HUMBOLDT — Humboldt council has changed their COVID-19 safety policy, requiring city staff to present a negative COVID-19 test twice a week, with an exception for those with proof of full vaccination.
As of Oct. 5, all active city employees and contractors will be required to take a COVID-19 test twice a week to provide verification of a negative test. There is an exception for employees who can provide proof of full vaccination.
This is following Saskatchewan Urban Municipalities Association (SUMA) hosting a webinar on Sept. 28 on mask and vaccine mandates that provided information on municipal, employment law, and community health and safety questions as they relate to COVID-19.
“The decision we made at the original council was without the information that we’ve received… from SUMA, the provincial government and legal experts provided by SUMA,” said Michael Behiel, Humboldt’s mayor.
The original policy that passed during the city’s Sept. 27 meeting required all employees be tested once a week beginning Oct. 1. It was an amended version of a policy that was brought to council, which would have added the similar requirement to the province – mandating that all city employees either submit a negative test on a consistent basis or show a proof of vaccination.
Joe Day, Humboldt’s city manager, explained that the change from once a week to twice a week is due to the province’s requirement for public access to a range of businesses and event venues.
“If our employees want to stay consistent with a test negative test result that's no more than 72 hours old, or three days old, but they're working five days a week, that's where we came up with the twice a week testing,” Day said.
The City of Humboldt will provide free rapid testing at designated times and locations until Nov. 26. After this date, it will be the responsibility of the employee or contractor to provide test results at their own expense.
“Our requirement is a little bit higher than what the province has put onto their employees, we’re providing ours complementary to our employees, the province is requiring their employees to pay for theirs.”
The date is set to occur after November’s council meeting, to allow council the opportunity to update or change the policy before the coverage runs out.
“Today is the record day since COVID started for Saskatchewan for over an excess of 600 new cases.
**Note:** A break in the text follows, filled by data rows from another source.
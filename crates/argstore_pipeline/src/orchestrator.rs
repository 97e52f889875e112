//! Batch extraction and fuzz-cache regeneration over many files.

use std::path::{Path, PathBuf};

use argstore_cache::{ConstantMap, DatasetStore, DatasetStoreRegistry, FillOutcome};
use argstore_config::StoreConfig;
use tracing::{debug, error, info};

use crate::collaborators::{
    ArgumentGenerator, ConstantExtractor, FunctionMetadataProvider, RawConstants,
};
use crate::error::PipelineError;

/// Counts from a regeneration pass.
#[derive(Debug, Clone, Copy, Default, PartialEq, Eq)]
pub struct RegenerationSummary {
    /// Files processed.
    pub files: usize,
    /// Functions newly stored in the cache.
    pub stored: usize,
    /// Functions whose key was already cached.
    pub present: usize,
    /// Functions for which the generator produced nothing.
    pub empty: usize,
    /// Ineligible functions.
    pub skipped: usize,
}

impl std::ops::AddAssign for RegenerationSummary {
    fn add_assign(&mut self, other: Self) {
        self.files += other.files;
        self.stored += other.stored;
        self.present += other.present;
        self.empty += other.empty;
        self.skipped += other.skipped;
    }
}

/// Drives the external collaborators and writes their results to dataset stores.
pub struct Orchestrator<'r> {
    registry: &'r DatasetStoreRegistry,
    reset_before_regenerate: bool,
}

impl<'r> Orchestrator<'r> {
    /// Creates an orchestrator that clears the fuzz cache before each regeneration.
    pub fn new(registry: &'r DatasetStoreRegistry) -> Self {
        Self {
            registry,
            reset_before_regenerate: true,
        }
    }

    /// Creates an orchestrator honoring the `[fuzz]` settings of `config`.
    pub fn from_config(registry: &'r DatasetStoreRegistry, config: &StoreConfig) -> Self {
        Self {
            registry,
            reset_before_regenerate: config.fuzz.reset_before_regenerate,
        }
    }

    /// Extracts the constants of every file and merges them into the dataset's pool.
    ///
    /// The first extraction or conversion failure aborts the batch before
    /// anything is saved. Returns the pool as reloaded after the save.
    pub fn extract_and_accumulate<X>(
        &self,
        extractor: &X,
        files: &[PathBuf],
        dataset: &str,
    ) -> Result<ConstantMap, PipelineError>
    where
        X: ConstantExtractor + ?Sized,
    {
        info!(dataset, files = files.len(), "extracting constants");
        let mut per_file = Vec::with_capacity(files.len());
        for path in files {
            let raw = extractor.extract(path).map_err(|source| {
                error!(path = %path.display(), error = %source, "failed to process file");
                PipelineError::Extraction {
                    path: path.clone(),
                    source,
                }
            })?;
            per_file.push(convert_constants(path, raw)?);
        }

        let store = self.registry.get_or_create(dataset)?;
        Ok(store.pool().merge_from_files(per_file)?)
    }

    /// Rebuilds the dataset's fuzz cache from the functions of `files`.
    ///
    /// Runs to completion or stops at the first collaborator or store error.
    pub fn regenerate_fuzz_arguments<M, G>(
        &self,
        provider: &M,
        generator: &G,
        files: &[PathBuf],
        dataset: &str,
    ) -> Result<RegenerationSummary, PipelineError>
    where
        M: FunctionMetadataProvider + ?Sized,
        G: ArgumentGenerator + ?Sized,
    {
        let store = self.registry.get_or_create(dataset)?;
        if self.reset_before_regenerate {
            store.fuzz().delete_all()?;
        }
        info!(dataset, files = files.len(), "generating fuzzed arguments");

        let mut summary = RegenerationSummary::default();
        for path in files {
            summary += self.generate_for_file(&store, provider, generator, path)?;
        }
        info!(
            dataset,
            stored = summary.stored,
            present = summary.present,
            empty = summary.empty,
            skipped = summary.skipped,
            "fuzzed arguments generated"
        );
        Ok(summary)
    }

    /// Fills the cache for the eligible functions of one file.
    pub fn generate_for_file<M, G>(
        &self,
        store: &DatasetStore,
        provider: &M,
        generator: &G,
        path: &Path,
    ) -> Result<RegenerationSummary, PipelineError>
    where
        M: FunctionMetadataProvider + ?Sized,
        G: ArgumentGenerator + ?Sized,
    {
        debug!(path = %path.display(), "generating for file");
        let dataset = store.name();
        let functions = provider
            .functions_of(dataset, path)
            .map_err(|source| PipelineError::Metadata {
                path: path.to_path_buf(),
                source,
            })?;

        let mut summary = RegenerationSummary {
            files: 1,
            ..Default::default()
        };
        for function in &functions {
            let Some(key) = function.cache_key() else {
                debug!(signature = %function.signature, "skipping ineligible function");
                summary.skipped += 1;
                continue;
            };
            let outcome = store.fuzz().put_if_absent_with(key.as_str(), || {
                debug!(key = %key, "generating arguments");
                generator
                    .generate(dataset, function)
                    .map_err(|source| PipelineError::Generation {
                        key: key.clone(),
                        source,
                    })
            })?;
            match outcome {
                FillOutcome::Stored(_) => summary.stored += 1,
                FillOutcome::Present => summary.present += 1,
                FillOutcome::Empty => summary.empty += 1,
            }
        }
        Ok(summary)
    }
}

fn convert_constants(path: &Path, raw: RawConstants) -> Result<ConstantMap, PipelineError> {
    let mut constants = ConstantMap::new();
    for (kind, literals) in raw {
        let values = constants.entry(kind).or_default();
        for literal in &literals {
            let value = kind.convert(literal).map_err(|source| PipelineError::Conversion {
                path: path.to_path_buf(),
                source,
            })?;
            values.insert(value);
        }
    }
    Ok(constants)
}
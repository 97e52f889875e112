//! The closed registry of primitive kinds and their lexical conversions.

use std::collections::HashMap;
use std::fmt;
use std::num::IntErrorKind;
use std::str::FromStr;
use std::sync::OnceLock;

use serde::{Deserialize, Serialize};

use crate::error::ParseError;
use crate::value::PrimitiveValue;

/// One of the scalar or string types the store understands.
///
/// The set is closed. Each kind has a single canonical lowercase name, used as
/// the key in persisted constant pools, and one or more source type tags used
/// to classify literals and parameter types.
#[derive(Clone, Copy, PartialEq, Eq, PartialOrd, Ord, Hash, Debug, Serialize, Deserialize)]
#[serde(rename_all = "lowercase")]
pub enum PrimitiveKind {
    /// 16-bit signed integer.
    Short,
    /// 32-bit signed integer.
    Integer,
    /// 64-bit signed integer.
    Long,
    /// A single Unicode code point.
    Character,
    /// 32-bit IEEE 754 float.
    Float,
    /// 64-bit IEEE 754 float.
    Double,
    /// Boolean.
    Boolean,
    /// 8-bit signed integer.
    Byte,
    /// Arbitrary text.
    String,
}

/// Static description of one kind: its canonical name and recognized type tags.
#[derive(Debug)]
struct KindRecord {
    kind: PrimitiveKind,
    name: &'static str,
    tags: &'static [&'static str],
}

static KIND_RECORDS: [KindRecord; 9] = [
    KindRecord {
        kind: PrimitiveKind::Short,
        name: "short",
        tags: &["short", "Short", "java.lang.Short"],
    },
    KindRecord {
        kind: PrimitiveKind::Integer,
        name: "integer",
        tags: &["int", "Integer", "java.lang.Integer"],
    },
    KindRecord {
        kind: PrimitiveKind::Long,
        name: "long",
        tags: &["long", "Long", "java.lang.Long"],
    },
    KindRecord {
        kind: PrimitiveKind::Character,
        name: "character",
        tags: &["char", "Character", "java.lang.Character"],
    },
    KindRecord {
        kind: PrimitiveKind::Float,
        name: "float",
        tags: &["float", "Float", "java.lang.Float"],
    },
    KindRecord {
        kind: PrimitiveKind::Double,
        name: "double",
        tags: &["double", "Double", "java.lang.Double"],
    },
    KindRecord {
        kind: PrimitiveKind::Boolean,
        name: "boolean",
        tags: &["boolean", "Boolean", "java.lang.Boolean"],
    },
    KindRecord {
        kind: PrimitiveKind::Byte,
        name: "byte",
        tags: &["byte", "Byte", "java.lang.Byte"],
    },
    KindRecord {
        kind: PrimitiveKind::String,
        name: "string",
        tags: &["String", "java.lang.String"],
    },
];

/// Lookup maps derived from [`KIND_RECORDS`], built on first use and never mutated.
struct Lookup {
    by_name: HashMap<&'static str, PrimitiveKind>,
    by_tag: HashMap<&'static str, PrimitiveKind>,
}

fn lookup() -> &'static Lookup {
    static LOOKUP: OnceLock<Lookup> = OnceLock::new();
    LOOKUP.get_or_init(|| {
        let mut by_name = HashMap::with_capacity(KIND_RECORDS.len());
        let mut by_tag = HashMap::new();
        for record in &KIND_RECORDS {
            by_name.insert(record.name, record.kind);
            for tag in record.tags {
                by_tag.insert(*tag, record.kind);
            }
        }
        Lookup { by_name, by_tag }
    })
}

impl PrimitiveKind {
    /// All kinds, in declaration order.
    pub const ALL: [PrimitiveKind; 9] = [
        PrimitiveKind::Short,
        PrimitiveKind::Integer,
        PrimitiveKind::Long,
        PrimitiveKind::Character,
        PrimitiveKind::Float,
        PrimitiveKind::Double,
        PrimitiveKind::Boolean,
        PrimitiveKind::Byte,
        PrimitiveKind::String,
    ];

    fn record(self) -> &'static KindRecord {
        &KIND_RECORDS[self as usize]
    }

    /// Returns the canonical lowercase name (e.g. `"integer"`).
    pub fn name(self) -> &'static str {
        self.record().name
    }

    /// Returns the source type tags that classify as this kind.
    pub fn type_tags(self) -> &'static [&'static str] {
        self.record().tags
    }

    /// Looks up a kind by its canonical name.
    pub fn from_name(name: &str) -> Option<Self> {
        lookup().by_name.get(name).copied()
    }

    /// Looks up a kind by a source type tag such as `int` or `java.lang.String`.
    pub fn from_type_tag(tag: &str) -> Option<Self> {
        lookup().by_tag.get(tag).copied()
    }

    /// Parses `raw` according to this kind's lexical grammar.
    ///
    /// Integer kinds reject non-numeric text and values outside their width.
    /// Floating kinds accept `NaN` and `Infinity` along with an optional
    /// `f`/`d` suffix. Boolean is lenient: anything other than a
    /// case-insensitive `true` is `false`. Character takes the first code
    /// point. String is returned unchanged.
    pub fn convert(self, raw: &str) -> Result<PrimitiveValue, ParseError> {
        match self {
            PrimitiveKind::Short => parse_int::<i16>(self, raw).map(PrimitiveValue::Short),
            PrimitiveKind::Integer => parse_int::<i32>(self, raw).map(PrimitiveValue::Integer),
            PrimitiveKind::Long => parse_int::<i64>(self, raw).map(PrimitiveValue::Long),
            PrimitiveKind::Byte => parse_int::<i8>(self, raw).map(PrimitiveValue::Byte),
            PrimitiveKind::Float => parse_float::<f32>(self, raw).map(PrimitiveValue::Float),
            PrimitiveKind::Double => parse_float::<f64>(self, raw).map(PrimitiveValue::Double),
            PrimitiveKind::Boolean => Ok(PrimitiveValue::Boolean(raw.eq_ignore_ascii_case("true"))),
            PrimitiveKind::Character => raw
                .chars()
                .next()
                .map(PrimitiveValue::Character)
                .ok_or(ParseError::Empty { kind: self }),
            PrimitiveKind::String => Ok(PrimitiveValue::String(raw.to_string())),
        }
    }
}

fn parse_int<T>(kind: PrimitiveKind, raw: &str) -> Result<T, ParseError>
where
    T: FromStr<Err = std::num::ParseIntError>,
{
    raw.parse::<T>().map_err(|e| match e.kind() {
        IntErrorKind::PosOverflow | IntErrorKind::NegOverflow => ParseError::Overflow {
            kind,
            input: raw.to_string(),
        },
        _ => ParseError::Invalid {
            kind,
            input: raw.to_string(),
        },
    })
}

fn parse_float<T: FromStr>(kind: PrimitiveKind, raw: &str) -> Result<T, ParseError> {
    let s = raw.trim();
    if let Ok(v) = s.parse::<T>() {
        return Ok(v);
    }
    // Type suffix, as in `1.5f` or `2d`. Tried second so `inf` keeps its `f`.
    s.strip_suffix(['f', 'F', 'd', 'D'])
        .filter(|rest| !rest.is_empty())
        .and_then(|rest| rest.parse::<T>().ok())
        .ok_or_else(|| ParseError::Invalid {
            kind,
            input: raw.to_string(),
        })
}

impl fmt::Display for PrimitiveKind {
    fn fmt(&self, f: &mut fmt::Formatter<'_>) -> fmt::Result {
        f.write_str(self.name())
    }
}

#[cfg(test)]
mod tests {
    use super::*;

    #[test]
    fn records_are_in_declaration_order() {
        for (i, kind) in PrimitiveKind::ALL.iter().enumerate() {
            assert_eq!(KIND_RECORDS[i].kind, *kind);
        }
    }

    #[test]
    fn every_tag_maps_to_exactly_one_kind() {
        let total_tags: usize = KIND_RECORDS.iter().map(|r| r.tags.len()).sum();
        assert_eq!(lookup().by_tag.len(), total_tags);
        for kind in PrimitiveKind::ALL {
            for tag in kind.type_tags() {
                assert_eq!(PrimitiveKind::from_type_tag(tag), Some(kind));
            }
        }
    }

    #[test]
    fn name_lookup_roundtrip() {
        for kind in PrimitiveKind::ALL {
            assert_eq!(PrimitiveKind::from_name(kind.name()), Some(kind));
        }
        assert_eq!(PrimitiveKind::from_name("int"), None);
        assert_eq!(PrimitiveKind::from_name("Integer"), None);
    }

    #[test]
    fn tag_lookup() {
        assert_eq!(PrimitiveKind::from_type_tag("int"), Some(PrimitiveKind::Integer));
        assert_eq!(
            PrimitiveKind::from_type_tag("java.lang.String"),
            Some(PrimitiveKind::String)
        );
        assert_eq!(PrimitiveKind::from_type_tag("string"), None);
        assert_eq!(PrimitiveKind::from_type_tag("java.util.List"), None);
    }

    #[test]
    fn serde_uses_canonical_name() {
        let json = serde_json::to_string(&PrimitiveKind::Character).unwrap();
        assert_eq!(json, "\"character\"");
    }

    #[test]
    fn integer_non_numeric_fails() {
        let err = PrimitiveKind::Integer.convert("abc").unwrap_err();
        assert!(matches!(err, ParseError::Invalid { .. }));
    }

    #[test]
    fn integer_overflow_per_width() {
        assert_eq!(
            PrimitiveKind::Short.convert("32767").unwrap(),
            PrimitiveValue::Short(i16::MAX)
        );
        assert!(matches!(
            PrimitiveKind::Short.convert("32768"),
            Err(ParseError::Overflow { .. })
        ));
        assert!(matches!(
            PrimitiveKind::Byte.convert("-129"),
            Err(ParseError::Overflow { .. })
        ));
        assert!(matches!(
            PrimitiveKind::Integer.convert("2147483648"),
            Err(ParseError::Overflow { .. })
        ));
        assert_eq!(
            PrimitiveKind::Long.convert("2147483648").unwrap(),
            PrimitiveValue::Long(2_147_483_648)
        );
    }

    #[test]
    fn integer_empty_is_invalid() {
        assert!(matches!(
            PrimitiveKind::Long.convert(""),
            Err(ParseError::Invalid { .. })
        ));
    }

    #[test]
    fn signed_integers() {
        assert_eq!(
            PrimitiveKind::Integer.convert("-42").unwrap(),
            PrimitiveValue::Integer(-42)
        );
        assert_eq!(
            PrimitiveKind::Integer.convert("+7").unwrap(),
            PrimitiveValue::Integer(7)
        );
    }

    #[test]
    fn float_special_values() {
        assert_eq!(
            PrimitiveKind::Double.convert("Infinity").unwrap(),
            PrimitiveValue::Double(f64::INFINITY)
        );
        assert_eq!(
            PrimitiveKind::Float.convert("-Infinity").unwrap(),
            PrimitiveValue::Float(f32::NEG_INFINITY)
        );
        assert_eq!(
            PrimitiveKind::Double.convert("NaN").unwrap(),
            PrimitiveValue::Double(f64::NAN)
        );
        assert_eq!(
            PrimitiveKind::Float.convert("inf").unwrap(),
            PrimitiveValue::Float(f32::INFINITY)
        );
    }

    #[test]
    fn float_suffix_and_whitespace() {
        assert_eq!(
            PrimitiveKind::Float.convert("1.5f").unwrap(),
            PrimitiveValue::Float(1.5)
        );
        assert_eq!(
            PrimitiveKind::Double.convert(" 2.5D ").unwrap(),
            PrimitiveValue::Double(2.5)
        );
        assert_eq!(
            PrimitiveKind::Double.convert("1e3").unwrap(),
            PrimitiveValue::Double(1000.0)
        );
    }

    #[test]
    fn float_invalid() {
        assert!(matches!(
            PrimitiveKind::Double.convert("one"),
            Err(ParseError::Invalid { .. })
        ));
        assert!(matches!(
            PrimitiveKind::Float.convert("f"),
            Err(ParseError::Invalid { .. })
        ));
    }

    #[test]
    fn boolean_is_lenient() {
        assert_eq!(
            PrimitiveKind::Boolean.convert("TRUE").unwrap(),
            PrimitiveValue::Boolean(true)
        );
        assert_eq!(
            PrimitiveKind::Boolean.convert("false").unwrap(),
            PrimitiveValue::Boolean(false)
        );
        assert_eq!(
            PrimitiveKind::Boolean.convert("yes").unwrap(),
            PrimitiveValue::Boolean(false)
        );
        assert_eq!(
            PrimitiveKind::Boolean.convert("").unwrap(),
            PrimitiveValue::Boolean(false)
        );
    }

    #[test]
    fn character_takes_first_code_point() {
        assert_eq!(
            PrimitiveKind::Character.convert("xyz").unwrap(),
            PrimitiveValue::Character('x')
        );
        assert_eq!(
            PrimitiveKind::Character.convert("é!").unwrap(),
            PrimitiveValue::Character('é')
        );
    }

    #[test]
    fn character_empty_fails() {
        assert_eq!(
            PrimitiveKind::Character.convert("").unwrap_err(),
            ParseError::Empty {
                kind: PrimitiveKind::Character
            }
        );
    }

    #[test]
    fn string_is_unchanged() {
        assert_eq!(
            PrimitiveKind::String.convert("  hello ").unwrap(),
            PrimitiveValue::String("  hello ".to_string())
        );
        assert_eq!(
            PrimitiveKind::String.convert("").unwrap(),
            PrimitiveValue::String(String::new())
        );
    }
}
It's quite apparent that something needs to be done ASAP to try and bring this under control,” Behiel said.
“In my discussions last night with the deputy premier [Donna Harpauer], she made it very clear that they want this all gone as soon as possible. It's not a long-term solution put in place. It's to try and get these numbers under control, and then go back to the way life used to be as best as possible. So Nov. 26, is again, just a guess date.”
There is no anticipated cost to the city as it is subscribed to a provincial program that provides a certain number of test kits to the city so long as they align with provincial objectives.
Coun. Rob Muench was the sole vote against the change, stating that his decision to vote against the policy was due to the change from once a week to twice.
“We're not going to hit 100 per cent here of people getting vaccinated,” Muench said.
“People have their own reasons and I think the people that have just… haven't had a chance to do it yet, I think maybe those numbers are less than we think and I think we're gonna have some pushback from staff.”
The original amendment on Sept. 27 requiring unvaccinated individuals to get tested was made after Muench expressed concerns with the policy as originally presented, stating that he felt it wasn’t fair to unvaccinated individuals. During the Sept. 30 meeting, Muench said he received feedback from staff and residents.
“I'm okay with, like I say, allowing those that have been vaccinated not to have to participate.”